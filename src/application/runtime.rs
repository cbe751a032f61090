//! Runtime assembly.
//!
//! Builds every part of the retrieval core from configuration, registers
//! them with the component registry in dependency order and starts them.

use std::sync::Arc;
use std::time::Duration;

use tracing::{info, instrument};

use crate::adapters::cache::CachedEmbeddingProvider;
use crate::adapters::embeddings::OpenAiEmbeddingProvider;
use crate::domain::errors::KnowledgeResult;
use crate::domain::models::{
    CollectionSpec, ComponentState, Config, EmbeddingProviderKind, IndexBackend,
};
use crate::domain::ports::{ComponentSpec, EmbeddingProvider, VectorIndex};
use crate::infrastructure::cache::CacheManager;
use crate::infrastructure::vector::{HttpVectorIndex, InMemoryVectorIndex, LocalEmbeddingService};
use crate::services::components::{
    CacheComponent, ConfigComponent, EmbeddingComponent, KnowledgeBaseComponent,
    VectorIndexComponent, CACHE, CONFIG, EMBEDDING, KNOWLEDGE_BASE, VECTOR_INDEX,
};
use crate::services::{ComponentRegistry, IndexAvailability, KnowledgeBase, RegistryConfig};

/// A started retrieval core.
pub struct KnowledgeRuntime {
    registry: ComponentRegistry,
    knowledge_base: Arc<KnowledgeBase>,
    cache: Arc<CacheManager>,
}

/// Builder for [`KnowledgeRuntime`]; lets tests swap in their own provider
/// or index.
pub struct RuntimeBuilder {
    config: Config,
    embedder: Option<Arc<dyn EmbeddingProvider>>,
    index: Option<Arc<dyn VectorIndex>>,
}

impl RuntimeBuilder {
    /// Use this provider instead of the configured one. It is still wrapped
    /// in the embedding cache.
    pub fn with_embedding_provider(mut self, provider: Arc<dyn EmbeddingProvider>) -> Self {
        self.embedder = Some(provider);
        self
    }

    pub fn with_vector_index(mut self, index: Arc<dyn VectorIndex>) -> Self {
        self.index = Some(index);
        self
    }

    /// Build all parts and run startup. On a critical failure everything
    /// already started is torn down and the aggregated error returned.
    #[instrument(skip(self), fields(collection = %self.config.vector_index.collection))]
    pub async fn start(self) -> KnowledgeResult<KnowledgeRuntime> {
        let config = Arc::new(self.config);

        let (raw_embedder, model_name) = match self.embedder {
            Some(provider) => {
                let name = provider.name().to_string();
                (provider, name)
            }
            None => build_embedder(&config)?,
        };

        let cache = Arc::new(CacheManager::open(&config.cache).await);
        let embedder: Arc<dyn EmbeddingProvider> = Arc::new(CachedEmbeddingProvider::new(
            raw_embedder,
            Arc::clone(&cache),
            &model_name,
        ));

        let index = match self.index {
            Some(index) => index,
            None => build_index(&config)?,
        };

        let query_cache = Arc::new(if config.cache.enabled {
            CacheManager::memory_only(
                config.cache.memory_capacity,
                Duration::from_secs(config.cache.query_ttl_secs),
            )
        } else {
            CacheManager::disabled()
        });

        let collection = CollectionSpec::new(
            config.vector_index.collection.clone(),
            embedder.dimension(),
            config.vector_index.distance,
        );

        let availability = IndexAvailability::new(false);
        let knowledge_base = Arc::new(
            KnowledgeBase::new(
                Arc::clone(&embedder),
                Arc::clone(&index),
                config.knowledge_base.clone(),
            )
            .with_query_cache(query_cache)
            .with_collection(collection.clone())
            .with_availability(availability.clone()),
        );

        let mut registry = ComponentRegistry::new(RegistryConfig::from(&config.lifecycle));
        registry.register(
            ComponentSpec::new(CONFIG),
            Arc::new(ConfigComponent::new(Arc::clone(&config))),
        )?;
        registry.register(
            ComponentSpec::new(EMBEDDING).depends_on(CONFIG),
            Arc::new(EmbeddingComponent::new(Arc::clone(&embedder))),
        )?;
        registry.register(
            ComponentSpec::new(VECTOR_INDEX)
                .depends_on(EMBEDDING)
                .critical(config.vector_index.critical),
            Arc::new(VectorIndexComponent::new(
                Arc::clone(&index),
                collection,
                availability,
            )),
        )?;
        registry.register(
            ComponentSpec::new(CACHE).depends_on(CONFIG).non_critical(),
            Arc::new(CacheComponent::new(
                Arc::clone(&cache),
                Duration::from_secs(config.cache.compaction_interval_secs),
            )),
        )?;
        registry.register(
            ComponentSpec::new(KNOWLEDGE_BASE)
                .depends_on(EMBEDDING)
                .depends_on(VECTOR_INDEX)
                .depends_on(CACHE),
            Arc::new(KnowledgeBaseComponent::new(Arc::clone(&knowledge_base))),
        )?;

        registry.initialize_all().await?;
        info!(
            embedding = %model_name,
            index = index.name(),
            ready = registry.is_ready(),
            "Knowledge runtime started"
        );

        Ok(KnowledgeRuntime {
            registry,
            knowledge_base,
            cache,
        })
    }
}

impl KnowledgeRuntime {
    pub fn builder(config: Config) -> RuntimeBuilder {
        RuntimeBuilder {
            config,
            embedder: None,
            index: None,
        }
    }

    /// Build and start everything from `config`.
    pub async fn start(config: Config) -> KnowledgeResult<Self> {
        Self::builder(config).start().await
    }

    pub fn knowledge_base(&self) -> &Arc<KnowledgeBase> {
        &self.knowledge_base
    }

    pub fn cache(&self) -> &Arc<CacheManager> {
        &self.cache
    }

    pub fn registry(&self) -> &ComponentRegistry {
        &self.registry
    }

    /// Per-component status snapshot.
    pub fn health(&self) -> Arc<Vec<ComponentState>> {
        self.registry.health()
    }

    /// Tear down in reverse start order.
    pub async fn shutdown(self) -> KnowledgeResult<()> {
        let result = self.registry.shutdown_all().await;
        info!("Knowledge runtime stopped");
        result
    }
}

fn build_embedder(config: &Config) -> KnowledgeResult<(Arc<dyn EmbeddingProvider>, String)> {
    match config.embedding.provider {
        EmbeddingProviderKind::Local => {
            let service = LocalEmbeddingService::from_config(&config.embedding)?;
            let name = service.model().model_name().to_string();
            Ok((Arc::new(service), name))
        }
        EmbeddingProviderKind::Openai => {
            let settings = config.embedding.openai.clone();
            let name = settings.model.clone();
            Ok((Arc::new(OpenAiEmbeddingProvider::new(settings)?), name))
        }
    }
}

fn build_index(config: &Config) -> KnowledgeResult<Arc<dyn VectorIndex>> {
    Ok(match config.vector_index.backend {
        IndexBackend::Http => Arc::new(HttpVectorIndex::new(&config.vector_index)?),
        IndexBackend::Memory => Arc::new(InMemoryVectorIndex::new(
            config.vector_index.collection.clone(),
        )),
    })
}

#[cfg(test)]
mod tests {
    use super::*;
    use crate::domain::models::{ComponentStatus, Metadata};

    fn memory_config() -> Config {
        let mut config = Config::default();
        config.vector_index.backend = IndexBackend::Memory;
        config.lifecycle.init_retries = 0;
        config
    }

    #[tokio::test]
    async fn test_start_with_memory_backend() {
        let runtime = KnowledgeRuntime::start(memory_config()).await.unwrap();

        let names: Vec<_> = runtime.health().iter().map(|s| s.name.clone()).collect();
        assert_eq!(names, vec![CONFIG, EMBEDDING, VECTOR_INDEX, CACHE, KNOWLEDGE_BASE]);
        assert!(runtime
            .health()
            .iter()
            .all(|s| s.status == ComponentStatus::Initialized));

        let kb = runtime.knowledge_base().clone();
        let id = kb.add("graceful shutdown", Metadata::new()).await.unwrap();
        assert!(kb.search("graceful shutdown", None, None, None).await.unwrap().contains(&id));

        runtime.shutdown().await.unwrap();
    }

    #[tokio::test]
    async fn test_unreachable_non_critical_index_degrades() {
        let index = Arc::new(InMemoryVectorIndex::new("patterns"));
        index.set_available(false);

        let runtime = KnowledgeRuntime::builder(memory_config())
            .with_vector_index(index)
            .start()
            .await
            .unwrap();

        let vector = runtime
            .health()
            .iter()
            .find(|s| s.name == VECTOR_INDEX)
            .map(|s| s.status);
        assert_eq!(vector, Some(ComponentStatus::Degraded));

        let response = runtime
            .knowledge_base()
            .search("anything", None, None, None)
            .await
            .unwrap();
        assert!(response.degraded);
        runtime.shutdown().await.unwrap();
    }

    #[tokio::test]
    async fn test_critical_index_failure_aborts_startup() {
        let index = Arc::new(InMemoryVectorIndex::new("patterns"));
        index.set_available(false);
        let mut config = memory_config();
        config.vector_index.critical = true;

        let result = KnowledgeRuntime::builder(config)
            .with_vector_index(index)
            .start()
            .await;
        assert!(matches!(
            result,
            Err(crate::domain::errors::KnowledgeError::StartupAborted(_))
        ));
    }
}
################
What is needed. Counting only lines that hold "models", report how many there are in the records above, as a bare number.

Response box. 2